_DATA PROVIDED_
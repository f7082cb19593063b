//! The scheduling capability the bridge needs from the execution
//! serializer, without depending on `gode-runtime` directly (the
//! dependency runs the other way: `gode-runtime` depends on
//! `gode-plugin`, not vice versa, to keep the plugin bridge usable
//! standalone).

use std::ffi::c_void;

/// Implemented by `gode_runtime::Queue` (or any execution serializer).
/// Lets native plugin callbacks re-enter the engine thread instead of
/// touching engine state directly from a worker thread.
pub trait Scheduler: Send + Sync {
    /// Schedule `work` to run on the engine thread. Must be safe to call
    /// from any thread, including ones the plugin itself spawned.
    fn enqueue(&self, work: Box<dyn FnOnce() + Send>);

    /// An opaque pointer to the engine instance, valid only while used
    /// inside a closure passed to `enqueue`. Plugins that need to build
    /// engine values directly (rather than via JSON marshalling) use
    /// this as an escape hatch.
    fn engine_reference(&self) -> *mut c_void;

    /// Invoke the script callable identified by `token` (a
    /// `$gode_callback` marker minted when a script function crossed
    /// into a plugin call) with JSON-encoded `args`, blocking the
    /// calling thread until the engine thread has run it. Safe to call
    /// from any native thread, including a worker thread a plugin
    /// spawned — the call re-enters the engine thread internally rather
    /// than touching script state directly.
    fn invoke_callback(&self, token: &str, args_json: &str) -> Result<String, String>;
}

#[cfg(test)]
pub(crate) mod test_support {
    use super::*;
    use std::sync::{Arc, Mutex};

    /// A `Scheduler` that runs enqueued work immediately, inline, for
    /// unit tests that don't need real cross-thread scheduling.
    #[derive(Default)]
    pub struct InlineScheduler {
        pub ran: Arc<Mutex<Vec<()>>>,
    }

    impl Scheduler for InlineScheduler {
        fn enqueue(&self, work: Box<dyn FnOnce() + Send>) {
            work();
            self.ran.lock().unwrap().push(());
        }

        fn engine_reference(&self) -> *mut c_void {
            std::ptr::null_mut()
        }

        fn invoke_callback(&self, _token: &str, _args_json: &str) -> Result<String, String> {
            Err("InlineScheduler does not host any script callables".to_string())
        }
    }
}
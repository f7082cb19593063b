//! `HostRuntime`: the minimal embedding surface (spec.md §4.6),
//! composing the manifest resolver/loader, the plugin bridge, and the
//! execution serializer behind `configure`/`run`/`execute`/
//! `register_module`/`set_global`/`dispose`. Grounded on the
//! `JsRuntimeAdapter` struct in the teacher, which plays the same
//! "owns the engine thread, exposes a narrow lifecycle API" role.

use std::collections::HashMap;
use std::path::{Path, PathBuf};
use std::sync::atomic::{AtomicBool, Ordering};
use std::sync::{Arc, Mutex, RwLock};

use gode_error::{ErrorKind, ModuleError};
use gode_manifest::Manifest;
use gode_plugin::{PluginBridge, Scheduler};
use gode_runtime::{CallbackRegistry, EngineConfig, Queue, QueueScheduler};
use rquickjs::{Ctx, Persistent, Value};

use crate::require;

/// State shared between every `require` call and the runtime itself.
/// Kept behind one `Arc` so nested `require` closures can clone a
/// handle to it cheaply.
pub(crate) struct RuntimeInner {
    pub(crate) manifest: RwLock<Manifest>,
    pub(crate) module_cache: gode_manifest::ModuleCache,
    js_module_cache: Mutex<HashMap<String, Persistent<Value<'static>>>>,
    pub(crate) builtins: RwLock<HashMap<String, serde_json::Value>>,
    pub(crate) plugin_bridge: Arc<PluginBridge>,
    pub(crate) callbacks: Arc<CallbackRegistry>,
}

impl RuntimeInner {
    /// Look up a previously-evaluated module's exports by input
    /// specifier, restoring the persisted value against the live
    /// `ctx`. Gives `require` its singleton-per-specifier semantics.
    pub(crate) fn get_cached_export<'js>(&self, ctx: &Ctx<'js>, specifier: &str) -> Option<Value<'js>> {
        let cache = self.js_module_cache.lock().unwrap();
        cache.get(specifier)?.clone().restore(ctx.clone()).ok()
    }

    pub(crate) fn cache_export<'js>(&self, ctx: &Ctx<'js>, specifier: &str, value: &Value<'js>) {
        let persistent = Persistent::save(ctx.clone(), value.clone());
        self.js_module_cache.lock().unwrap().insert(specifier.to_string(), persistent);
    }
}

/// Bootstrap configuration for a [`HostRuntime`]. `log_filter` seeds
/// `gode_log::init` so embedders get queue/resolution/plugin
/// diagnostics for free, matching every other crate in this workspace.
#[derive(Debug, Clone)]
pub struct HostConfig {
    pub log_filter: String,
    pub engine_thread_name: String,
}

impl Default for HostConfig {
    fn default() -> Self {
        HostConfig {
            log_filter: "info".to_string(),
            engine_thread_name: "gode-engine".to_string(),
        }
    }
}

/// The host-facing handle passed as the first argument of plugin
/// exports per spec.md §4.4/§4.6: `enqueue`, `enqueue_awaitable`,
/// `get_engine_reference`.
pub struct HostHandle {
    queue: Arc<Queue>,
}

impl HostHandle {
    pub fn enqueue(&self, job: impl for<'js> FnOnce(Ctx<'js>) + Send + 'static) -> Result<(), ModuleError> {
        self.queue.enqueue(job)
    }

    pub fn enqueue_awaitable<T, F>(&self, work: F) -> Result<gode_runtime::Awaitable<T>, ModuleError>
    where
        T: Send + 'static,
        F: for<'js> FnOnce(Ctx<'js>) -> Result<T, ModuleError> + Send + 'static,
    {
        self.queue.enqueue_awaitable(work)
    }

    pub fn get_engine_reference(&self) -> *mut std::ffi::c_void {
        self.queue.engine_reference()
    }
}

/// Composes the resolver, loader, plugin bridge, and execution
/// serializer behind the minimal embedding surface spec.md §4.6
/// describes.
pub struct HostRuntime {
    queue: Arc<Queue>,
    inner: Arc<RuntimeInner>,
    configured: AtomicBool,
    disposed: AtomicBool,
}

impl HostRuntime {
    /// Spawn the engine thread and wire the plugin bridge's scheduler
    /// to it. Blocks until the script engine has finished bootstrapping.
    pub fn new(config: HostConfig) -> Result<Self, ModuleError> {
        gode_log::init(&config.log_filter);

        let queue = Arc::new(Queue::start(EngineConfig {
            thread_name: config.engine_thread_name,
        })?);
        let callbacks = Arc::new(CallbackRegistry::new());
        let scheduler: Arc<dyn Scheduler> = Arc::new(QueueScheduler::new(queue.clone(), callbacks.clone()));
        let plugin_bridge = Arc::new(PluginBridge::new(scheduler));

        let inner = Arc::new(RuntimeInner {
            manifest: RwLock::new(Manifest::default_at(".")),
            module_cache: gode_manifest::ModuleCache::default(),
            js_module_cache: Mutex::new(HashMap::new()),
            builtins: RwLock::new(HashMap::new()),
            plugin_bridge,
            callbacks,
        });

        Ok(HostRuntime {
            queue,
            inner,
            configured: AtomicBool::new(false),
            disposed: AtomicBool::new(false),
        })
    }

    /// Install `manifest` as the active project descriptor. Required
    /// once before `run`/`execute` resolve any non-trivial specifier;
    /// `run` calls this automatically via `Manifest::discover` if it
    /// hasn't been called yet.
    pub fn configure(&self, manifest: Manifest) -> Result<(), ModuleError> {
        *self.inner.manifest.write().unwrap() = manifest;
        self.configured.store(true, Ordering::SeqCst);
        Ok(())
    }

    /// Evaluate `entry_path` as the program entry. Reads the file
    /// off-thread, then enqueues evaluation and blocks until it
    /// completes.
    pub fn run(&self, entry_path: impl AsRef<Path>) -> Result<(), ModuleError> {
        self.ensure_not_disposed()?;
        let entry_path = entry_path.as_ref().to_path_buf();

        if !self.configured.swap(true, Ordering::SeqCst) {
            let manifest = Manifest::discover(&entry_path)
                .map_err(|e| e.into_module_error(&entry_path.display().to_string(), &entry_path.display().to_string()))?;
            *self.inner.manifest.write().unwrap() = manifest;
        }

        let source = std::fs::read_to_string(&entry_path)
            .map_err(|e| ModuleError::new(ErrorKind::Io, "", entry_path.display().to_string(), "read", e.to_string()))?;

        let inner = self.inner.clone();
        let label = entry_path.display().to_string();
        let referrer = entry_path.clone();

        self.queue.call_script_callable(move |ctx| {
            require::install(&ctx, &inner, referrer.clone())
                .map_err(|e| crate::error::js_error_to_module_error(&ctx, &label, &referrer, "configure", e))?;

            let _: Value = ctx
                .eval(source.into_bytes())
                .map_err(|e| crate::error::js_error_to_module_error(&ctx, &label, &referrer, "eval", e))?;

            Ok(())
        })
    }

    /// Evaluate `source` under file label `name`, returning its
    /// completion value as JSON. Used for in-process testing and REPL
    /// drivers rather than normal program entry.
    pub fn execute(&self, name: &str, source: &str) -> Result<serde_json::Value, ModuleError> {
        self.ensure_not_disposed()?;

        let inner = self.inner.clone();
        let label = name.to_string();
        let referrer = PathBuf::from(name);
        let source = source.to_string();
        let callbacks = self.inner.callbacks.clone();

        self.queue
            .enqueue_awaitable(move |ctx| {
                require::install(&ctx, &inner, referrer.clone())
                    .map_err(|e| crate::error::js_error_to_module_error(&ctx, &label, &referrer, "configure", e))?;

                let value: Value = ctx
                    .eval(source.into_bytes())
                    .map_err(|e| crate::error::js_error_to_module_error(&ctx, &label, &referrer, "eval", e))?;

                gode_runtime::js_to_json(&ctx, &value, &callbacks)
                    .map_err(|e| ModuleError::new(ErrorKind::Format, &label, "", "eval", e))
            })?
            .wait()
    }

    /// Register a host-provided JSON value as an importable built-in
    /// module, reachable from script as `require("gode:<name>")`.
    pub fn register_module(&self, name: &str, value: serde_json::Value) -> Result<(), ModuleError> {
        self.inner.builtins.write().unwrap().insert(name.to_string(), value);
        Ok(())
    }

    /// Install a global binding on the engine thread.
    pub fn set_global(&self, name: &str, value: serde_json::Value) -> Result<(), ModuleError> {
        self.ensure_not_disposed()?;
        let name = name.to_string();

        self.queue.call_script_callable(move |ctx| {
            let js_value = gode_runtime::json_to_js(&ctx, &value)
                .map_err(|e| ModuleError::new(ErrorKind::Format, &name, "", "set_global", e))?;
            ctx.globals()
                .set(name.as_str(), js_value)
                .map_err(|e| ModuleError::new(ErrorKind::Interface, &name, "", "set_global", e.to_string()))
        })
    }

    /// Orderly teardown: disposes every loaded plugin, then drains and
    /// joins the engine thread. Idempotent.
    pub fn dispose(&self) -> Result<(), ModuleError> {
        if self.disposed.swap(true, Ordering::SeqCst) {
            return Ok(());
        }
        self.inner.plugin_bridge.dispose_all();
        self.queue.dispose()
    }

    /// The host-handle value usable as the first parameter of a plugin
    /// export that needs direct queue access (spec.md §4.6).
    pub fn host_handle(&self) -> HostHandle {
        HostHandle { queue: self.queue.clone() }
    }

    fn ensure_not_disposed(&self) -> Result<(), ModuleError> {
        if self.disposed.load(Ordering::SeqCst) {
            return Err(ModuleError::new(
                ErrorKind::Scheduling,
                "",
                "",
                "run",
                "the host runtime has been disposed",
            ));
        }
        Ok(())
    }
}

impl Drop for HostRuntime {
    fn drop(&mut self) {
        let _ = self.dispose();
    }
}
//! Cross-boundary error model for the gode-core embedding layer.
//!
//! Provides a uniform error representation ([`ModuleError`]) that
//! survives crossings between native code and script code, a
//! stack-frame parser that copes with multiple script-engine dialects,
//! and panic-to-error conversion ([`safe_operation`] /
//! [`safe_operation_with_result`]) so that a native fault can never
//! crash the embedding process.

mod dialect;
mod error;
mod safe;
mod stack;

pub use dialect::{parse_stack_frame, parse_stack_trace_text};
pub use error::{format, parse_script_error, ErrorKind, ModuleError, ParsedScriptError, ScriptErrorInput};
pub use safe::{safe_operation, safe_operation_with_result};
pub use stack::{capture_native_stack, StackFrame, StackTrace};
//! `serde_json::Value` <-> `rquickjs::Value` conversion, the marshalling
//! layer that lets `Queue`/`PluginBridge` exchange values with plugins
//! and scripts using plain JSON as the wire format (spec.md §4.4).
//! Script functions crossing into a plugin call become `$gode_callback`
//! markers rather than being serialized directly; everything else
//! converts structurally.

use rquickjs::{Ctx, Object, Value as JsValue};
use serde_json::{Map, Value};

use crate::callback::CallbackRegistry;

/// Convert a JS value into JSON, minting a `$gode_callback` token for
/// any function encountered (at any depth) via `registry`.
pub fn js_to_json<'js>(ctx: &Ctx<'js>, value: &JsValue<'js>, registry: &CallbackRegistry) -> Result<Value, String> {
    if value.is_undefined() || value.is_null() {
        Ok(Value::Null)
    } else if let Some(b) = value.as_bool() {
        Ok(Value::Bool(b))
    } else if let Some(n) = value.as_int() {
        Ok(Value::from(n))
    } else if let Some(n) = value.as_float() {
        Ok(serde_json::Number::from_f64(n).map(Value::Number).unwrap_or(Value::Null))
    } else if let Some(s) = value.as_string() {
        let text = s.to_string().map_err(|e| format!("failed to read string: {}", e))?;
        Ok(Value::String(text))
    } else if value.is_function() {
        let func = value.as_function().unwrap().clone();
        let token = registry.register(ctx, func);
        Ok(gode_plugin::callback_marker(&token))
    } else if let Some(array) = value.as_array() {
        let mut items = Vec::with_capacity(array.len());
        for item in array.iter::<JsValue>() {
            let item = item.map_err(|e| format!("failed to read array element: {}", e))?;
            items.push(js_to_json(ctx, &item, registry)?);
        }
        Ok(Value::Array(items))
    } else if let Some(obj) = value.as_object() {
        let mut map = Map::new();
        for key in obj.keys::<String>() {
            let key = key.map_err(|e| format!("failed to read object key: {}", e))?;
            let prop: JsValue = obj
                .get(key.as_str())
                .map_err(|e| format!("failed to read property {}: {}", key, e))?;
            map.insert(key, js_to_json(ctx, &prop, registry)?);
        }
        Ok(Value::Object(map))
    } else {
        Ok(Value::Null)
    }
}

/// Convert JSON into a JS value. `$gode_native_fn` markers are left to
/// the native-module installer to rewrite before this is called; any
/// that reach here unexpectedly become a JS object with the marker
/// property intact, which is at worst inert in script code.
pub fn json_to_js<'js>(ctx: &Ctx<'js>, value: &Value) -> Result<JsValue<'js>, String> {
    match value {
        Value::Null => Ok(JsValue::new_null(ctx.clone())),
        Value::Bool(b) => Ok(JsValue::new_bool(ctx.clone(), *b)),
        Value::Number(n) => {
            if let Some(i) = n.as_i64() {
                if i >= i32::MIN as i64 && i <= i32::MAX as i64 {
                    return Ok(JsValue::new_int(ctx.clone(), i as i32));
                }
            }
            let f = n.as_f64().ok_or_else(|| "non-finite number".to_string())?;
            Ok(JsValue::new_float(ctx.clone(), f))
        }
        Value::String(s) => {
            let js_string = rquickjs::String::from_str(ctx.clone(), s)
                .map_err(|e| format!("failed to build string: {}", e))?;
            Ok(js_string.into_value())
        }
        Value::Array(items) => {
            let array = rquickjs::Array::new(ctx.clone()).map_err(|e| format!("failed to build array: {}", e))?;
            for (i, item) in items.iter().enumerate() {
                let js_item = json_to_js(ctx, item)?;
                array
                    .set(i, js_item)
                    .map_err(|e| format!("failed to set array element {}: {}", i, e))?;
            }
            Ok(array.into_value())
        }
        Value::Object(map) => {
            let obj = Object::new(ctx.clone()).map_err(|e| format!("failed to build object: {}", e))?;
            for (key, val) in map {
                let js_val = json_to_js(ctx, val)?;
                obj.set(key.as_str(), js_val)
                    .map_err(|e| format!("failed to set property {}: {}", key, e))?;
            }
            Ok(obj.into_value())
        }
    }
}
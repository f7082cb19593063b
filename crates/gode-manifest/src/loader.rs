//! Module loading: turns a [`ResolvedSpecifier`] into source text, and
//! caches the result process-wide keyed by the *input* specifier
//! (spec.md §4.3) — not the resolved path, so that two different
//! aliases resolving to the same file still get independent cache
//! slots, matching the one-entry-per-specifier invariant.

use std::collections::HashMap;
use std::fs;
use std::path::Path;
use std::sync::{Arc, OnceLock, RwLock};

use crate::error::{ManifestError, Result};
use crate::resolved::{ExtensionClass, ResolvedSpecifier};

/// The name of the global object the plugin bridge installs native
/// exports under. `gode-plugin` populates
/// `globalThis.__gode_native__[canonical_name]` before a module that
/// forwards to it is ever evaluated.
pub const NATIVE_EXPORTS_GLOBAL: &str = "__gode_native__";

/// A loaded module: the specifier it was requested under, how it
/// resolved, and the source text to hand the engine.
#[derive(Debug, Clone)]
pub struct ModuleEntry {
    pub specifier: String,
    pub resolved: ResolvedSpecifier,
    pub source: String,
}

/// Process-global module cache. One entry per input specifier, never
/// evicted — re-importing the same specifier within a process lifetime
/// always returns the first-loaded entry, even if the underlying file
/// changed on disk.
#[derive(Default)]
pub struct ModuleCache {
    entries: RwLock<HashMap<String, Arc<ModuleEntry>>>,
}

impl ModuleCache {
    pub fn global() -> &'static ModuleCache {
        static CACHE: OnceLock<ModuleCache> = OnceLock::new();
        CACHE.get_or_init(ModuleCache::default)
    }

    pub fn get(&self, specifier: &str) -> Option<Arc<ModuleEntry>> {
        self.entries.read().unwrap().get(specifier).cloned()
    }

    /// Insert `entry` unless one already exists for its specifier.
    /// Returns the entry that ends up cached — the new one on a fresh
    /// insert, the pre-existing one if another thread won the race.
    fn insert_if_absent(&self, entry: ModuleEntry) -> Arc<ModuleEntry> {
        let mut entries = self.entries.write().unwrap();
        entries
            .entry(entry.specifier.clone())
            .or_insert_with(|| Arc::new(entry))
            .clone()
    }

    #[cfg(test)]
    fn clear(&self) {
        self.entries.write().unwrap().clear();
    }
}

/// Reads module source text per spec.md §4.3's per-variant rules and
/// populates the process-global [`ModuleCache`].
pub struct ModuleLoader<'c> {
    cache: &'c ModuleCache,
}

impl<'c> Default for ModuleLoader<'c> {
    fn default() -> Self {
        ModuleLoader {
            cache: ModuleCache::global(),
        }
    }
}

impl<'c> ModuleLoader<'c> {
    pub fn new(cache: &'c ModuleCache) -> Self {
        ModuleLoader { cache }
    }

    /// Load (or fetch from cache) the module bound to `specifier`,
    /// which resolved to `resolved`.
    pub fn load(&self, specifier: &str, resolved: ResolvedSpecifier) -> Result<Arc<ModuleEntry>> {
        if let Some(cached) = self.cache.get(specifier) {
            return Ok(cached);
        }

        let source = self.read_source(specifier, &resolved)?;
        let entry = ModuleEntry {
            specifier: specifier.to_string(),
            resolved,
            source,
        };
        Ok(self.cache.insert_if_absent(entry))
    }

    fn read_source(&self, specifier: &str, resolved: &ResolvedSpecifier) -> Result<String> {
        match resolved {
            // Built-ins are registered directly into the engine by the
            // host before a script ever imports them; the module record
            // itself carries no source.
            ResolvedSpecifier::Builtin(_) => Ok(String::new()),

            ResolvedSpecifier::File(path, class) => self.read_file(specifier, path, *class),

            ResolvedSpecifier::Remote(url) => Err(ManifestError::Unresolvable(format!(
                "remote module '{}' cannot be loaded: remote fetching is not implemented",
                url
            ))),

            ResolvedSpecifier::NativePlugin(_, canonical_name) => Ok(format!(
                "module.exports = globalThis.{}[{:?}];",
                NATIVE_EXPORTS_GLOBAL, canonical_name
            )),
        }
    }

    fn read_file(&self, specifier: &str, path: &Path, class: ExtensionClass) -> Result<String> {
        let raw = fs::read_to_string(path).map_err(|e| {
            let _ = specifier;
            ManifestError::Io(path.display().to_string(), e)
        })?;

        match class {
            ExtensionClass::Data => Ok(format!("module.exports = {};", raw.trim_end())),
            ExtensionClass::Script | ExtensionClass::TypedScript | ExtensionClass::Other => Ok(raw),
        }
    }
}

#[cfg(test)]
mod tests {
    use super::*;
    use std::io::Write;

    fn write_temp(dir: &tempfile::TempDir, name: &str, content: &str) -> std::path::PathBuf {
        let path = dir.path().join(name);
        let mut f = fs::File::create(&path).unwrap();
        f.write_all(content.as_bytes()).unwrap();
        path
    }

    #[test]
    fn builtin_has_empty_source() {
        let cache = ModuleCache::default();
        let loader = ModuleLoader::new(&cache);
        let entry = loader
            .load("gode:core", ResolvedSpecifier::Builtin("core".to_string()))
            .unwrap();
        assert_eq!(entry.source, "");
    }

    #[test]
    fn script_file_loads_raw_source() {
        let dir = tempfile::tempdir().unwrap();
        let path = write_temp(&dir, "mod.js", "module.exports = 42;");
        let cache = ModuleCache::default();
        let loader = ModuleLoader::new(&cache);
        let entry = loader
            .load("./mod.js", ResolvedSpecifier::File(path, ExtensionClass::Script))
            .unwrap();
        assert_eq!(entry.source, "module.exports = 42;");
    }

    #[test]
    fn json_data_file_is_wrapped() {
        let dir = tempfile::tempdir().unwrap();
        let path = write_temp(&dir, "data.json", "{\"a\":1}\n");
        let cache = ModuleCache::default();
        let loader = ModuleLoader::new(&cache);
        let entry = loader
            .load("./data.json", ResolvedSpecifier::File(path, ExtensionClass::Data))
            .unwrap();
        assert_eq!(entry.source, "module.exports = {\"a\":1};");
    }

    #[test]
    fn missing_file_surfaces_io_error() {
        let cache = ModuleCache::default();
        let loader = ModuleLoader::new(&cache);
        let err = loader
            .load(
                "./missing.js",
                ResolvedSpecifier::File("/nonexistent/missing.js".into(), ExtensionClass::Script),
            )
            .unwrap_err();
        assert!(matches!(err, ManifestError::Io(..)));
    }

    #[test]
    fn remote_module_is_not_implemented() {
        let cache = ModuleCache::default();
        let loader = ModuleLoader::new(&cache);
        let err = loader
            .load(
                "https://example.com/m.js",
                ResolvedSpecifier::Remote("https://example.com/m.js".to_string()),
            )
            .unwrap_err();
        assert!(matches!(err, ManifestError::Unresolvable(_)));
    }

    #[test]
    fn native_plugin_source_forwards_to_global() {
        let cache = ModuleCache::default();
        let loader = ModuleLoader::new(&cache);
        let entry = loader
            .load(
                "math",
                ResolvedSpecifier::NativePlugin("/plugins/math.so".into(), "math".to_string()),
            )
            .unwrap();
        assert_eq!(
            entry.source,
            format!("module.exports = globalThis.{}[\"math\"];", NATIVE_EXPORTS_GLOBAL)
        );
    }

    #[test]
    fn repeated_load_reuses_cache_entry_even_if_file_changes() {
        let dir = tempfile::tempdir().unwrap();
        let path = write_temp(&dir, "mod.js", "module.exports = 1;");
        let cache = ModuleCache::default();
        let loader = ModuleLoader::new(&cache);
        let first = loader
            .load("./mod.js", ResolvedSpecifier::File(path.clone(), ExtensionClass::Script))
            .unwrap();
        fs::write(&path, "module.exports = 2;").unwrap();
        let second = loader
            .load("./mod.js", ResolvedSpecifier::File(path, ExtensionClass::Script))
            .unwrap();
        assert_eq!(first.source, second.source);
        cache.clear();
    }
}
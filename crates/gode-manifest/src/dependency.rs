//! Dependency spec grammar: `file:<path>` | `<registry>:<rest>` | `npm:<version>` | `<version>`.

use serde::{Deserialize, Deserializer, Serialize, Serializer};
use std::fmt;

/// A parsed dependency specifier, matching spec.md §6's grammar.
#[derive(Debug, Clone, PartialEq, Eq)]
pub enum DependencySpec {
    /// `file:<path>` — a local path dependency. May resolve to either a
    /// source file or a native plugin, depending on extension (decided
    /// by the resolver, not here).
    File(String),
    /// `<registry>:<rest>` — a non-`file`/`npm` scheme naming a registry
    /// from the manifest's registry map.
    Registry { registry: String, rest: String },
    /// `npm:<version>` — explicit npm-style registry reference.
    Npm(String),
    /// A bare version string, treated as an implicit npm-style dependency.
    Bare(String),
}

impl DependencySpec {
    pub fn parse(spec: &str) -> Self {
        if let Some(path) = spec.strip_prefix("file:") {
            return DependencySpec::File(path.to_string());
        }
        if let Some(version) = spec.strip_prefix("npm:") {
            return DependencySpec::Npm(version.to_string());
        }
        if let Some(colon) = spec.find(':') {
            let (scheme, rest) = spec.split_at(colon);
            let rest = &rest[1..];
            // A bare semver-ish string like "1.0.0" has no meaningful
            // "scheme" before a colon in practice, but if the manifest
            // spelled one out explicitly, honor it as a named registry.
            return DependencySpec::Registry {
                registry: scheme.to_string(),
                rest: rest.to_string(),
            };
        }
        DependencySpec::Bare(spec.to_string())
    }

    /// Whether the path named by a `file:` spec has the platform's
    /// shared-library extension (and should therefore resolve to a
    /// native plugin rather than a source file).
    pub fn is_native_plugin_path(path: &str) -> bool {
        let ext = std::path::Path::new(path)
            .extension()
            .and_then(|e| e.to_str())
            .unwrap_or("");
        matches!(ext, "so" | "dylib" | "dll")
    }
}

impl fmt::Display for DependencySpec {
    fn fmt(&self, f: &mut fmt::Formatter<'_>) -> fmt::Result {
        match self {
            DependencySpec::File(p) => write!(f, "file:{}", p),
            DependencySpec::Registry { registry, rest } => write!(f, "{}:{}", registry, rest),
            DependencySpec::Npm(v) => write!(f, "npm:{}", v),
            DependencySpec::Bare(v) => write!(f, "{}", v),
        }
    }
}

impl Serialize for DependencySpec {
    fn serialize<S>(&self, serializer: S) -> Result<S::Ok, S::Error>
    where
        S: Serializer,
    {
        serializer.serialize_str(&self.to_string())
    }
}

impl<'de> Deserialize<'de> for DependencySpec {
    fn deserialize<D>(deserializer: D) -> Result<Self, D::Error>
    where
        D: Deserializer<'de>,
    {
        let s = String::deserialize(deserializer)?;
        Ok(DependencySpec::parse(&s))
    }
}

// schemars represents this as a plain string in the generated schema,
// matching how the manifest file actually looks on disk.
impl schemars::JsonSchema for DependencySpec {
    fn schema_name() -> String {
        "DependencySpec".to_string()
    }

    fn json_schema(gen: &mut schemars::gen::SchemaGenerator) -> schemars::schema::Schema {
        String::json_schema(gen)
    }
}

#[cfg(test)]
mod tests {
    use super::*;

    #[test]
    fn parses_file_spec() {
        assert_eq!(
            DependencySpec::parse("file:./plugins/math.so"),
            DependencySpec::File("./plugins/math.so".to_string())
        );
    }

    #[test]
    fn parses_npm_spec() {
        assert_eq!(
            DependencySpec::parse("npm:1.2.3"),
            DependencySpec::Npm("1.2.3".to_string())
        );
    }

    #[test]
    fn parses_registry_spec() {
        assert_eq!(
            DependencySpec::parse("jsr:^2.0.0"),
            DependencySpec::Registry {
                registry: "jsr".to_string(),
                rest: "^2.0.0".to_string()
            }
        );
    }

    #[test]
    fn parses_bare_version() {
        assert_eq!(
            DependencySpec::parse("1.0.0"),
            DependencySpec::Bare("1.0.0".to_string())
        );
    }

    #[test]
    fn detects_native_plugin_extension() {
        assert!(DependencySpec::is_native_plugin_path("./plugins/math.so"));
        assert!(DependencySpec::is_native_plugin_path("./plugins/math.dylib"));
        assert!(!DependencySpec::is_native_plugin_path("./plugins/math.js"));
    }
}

_ABOUT THIS EXERCISE_
The required output is the stretch of entries above from the line containing "let first = loader" through the line containing "let second = loader", reproduced exactly.

_ANSWER AREA_
        let first = loader
            .load("./mod.js", ResolvedSpecifier::File(path.clone(), ExtensionClass::Script))
            .unwrap();
        fs::write(&path, "module.exports = 2;").unwrap();
        let second = loader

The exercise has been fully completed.